Soon after the association opened its doors to women, Pat Head Summit took the Lady Vols to the big dance. Twenty years later, Pat Head Summit, head coach of the University of Tennessee’s women’s basketball team,

became the coach with more wins than any other coach in college basketball, regardless of gender. After coaching for 35 seasons, Pat Head Summit has lost less than 200 games and won a whooping 1,000 games.

The Women’s NCAA Final Four in St. Louis

April 2009 Oklahoma, the University of Connecticut, Louisville and Stanford will meet in St. Louis at the Scottsdale Center to compete in NCAA women’s basketball’s big dance.

 UConn’s Charde Houston, Stanford’s Jayne Appel, Oklahoma’s Courtney Paris and Louisville’s Angel McCoughtry and their teammates will pour their deepest passions and physical abilities into the games that they play and compete like winners until one team is crowned the national champion.

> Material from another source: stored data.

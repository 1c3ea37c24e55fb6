//! Transaction control
//!
//! The object's owner opens and finalizes transactions. Writes staged on
//! other peers under the same id are applied when Committed arrives.

use std::time::Duration;
use uuid::Uuid;

use crate::network::{Peer, PeerInfo};
use crate::protocol::{Envelope, Message, Value};

pub(super) async fn on_begin(peer: &Peer, envelope: &Envelope, sender: &PeerInfo, timeout_ms: i64) {
    let timeout = Duration::from_millis(u64::try_from(timeout_ms).unwrap_or(0));
    let tx = peer.repository().begin_transaction(timeout).await;
    tracing::debug!("Opened transaction {} for {} ({:?})", tx, envelope.sender, timeout);

    let ack = Message::Ack {
        recipient: envelope.sender,
        request: envelope.id,
        data: Value::Text(tx.to_string()),
    };
    peer.send(sender, ack).await;
}

pub(super) async fn on_commit(peer: &Peer, envelope: &Envelope, sender: &PeerInfo, tx: Uuid) {
    if let Err(e) = peer.repository().complete(&tx).await {
        tracing::warn!("Commit of {} from {} failed: {}", tx, envelope.sender, e);
        return;
    }

    let ack = Message::Ack {
        recipient: envelope.sender,
        request: envelope.id,
        data: Value::Null,
    };
    peer.send(sender, ack).await;

    peer.announce_committed(tx, Some(sender)).await;
}

pub(super) async fn on_committed(peer: &Peer, tx: Uuid) {
    let repository = peer.repository();
    if repository.has_transaction(&tx).await {
        if let Err(e) = repository.complete(&tx).await {
            tracing::debug!("Staged writes for {} not applied: {}", tx, e);
        }
    }
    peer.notify_committed(tx);
}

Commendable Accomplishments in Other Collegiate Sports

The University of California at Los Angeles’ (UCLA) Gail Devers and Florence Griffith are two pioneers in the women’s NCAA outdoor track and field category. Both women won championships in the 100-meter and 200-meter sprints. Additionally, both women went on to enjoy stellar professional track and field careers.

When it comes to women’s track and field teams, Louisiana State University (LSU) is a leader. Between the years 1982 through 2000, LSU won twelve of the national team championships, more than any other college or university in the United States.

 LSU’s Dawn Sowell ran her way to championship records in the 100-meter and 200-meter sprints. During that period Dawn owned the championship records in both races with times of 10.78 and 22.04 respectively.

Stanford’s women swimmers earned a remarkable 102 titles. The College of New Jersey’s mighty Lions field hockey and lacrosse teams won back-to-back championships from 1999 through 2000, the team’s tenth national championship. The Lions midfielder, Jamie Holtz, helped lead the team to several of those victories.

When it comes to fencing, Princeton University’s Eva Petschnigg took on Stanford’s Monique de Bruin and took Princeton University to one of their team titles. However, it is Penn State’s Nittany Lions and their team leader Jessica Burke, who have historically won the most team championships in fencing.

Where Women Athletes Are Headed

With the advent of women’s professional teams like the WNBA’s Los Angeles Sparks, the Detroit Shock and the Connecticut Sun and professional women’s tennis players like Serena and Venus Williams and the LPGA’s Lorena Ochoa and Karie Webb, women athletes will continue to make great strides forward.

Women have performed under pressure in each of their respective sports. Women have competed with injuries, after suffering great personal losses and coached while facing long-term physical illnesses.

 Backing down and cowering are not on the agenda of young girls and women around the world. Think about it. Who would have thought that women would be earning a living playing professional sports just a mere 25 years ago?

Despite the challenges, including social beliefs around gender roles and responsibilities, women will continue to become stronger competitors and athletes.

 The young girl who dreams of making it to the top of her favorite sport, the game she loves and thinks about nearly all day long, will not be denied. She will not be stopped because, after all, she’s a champion.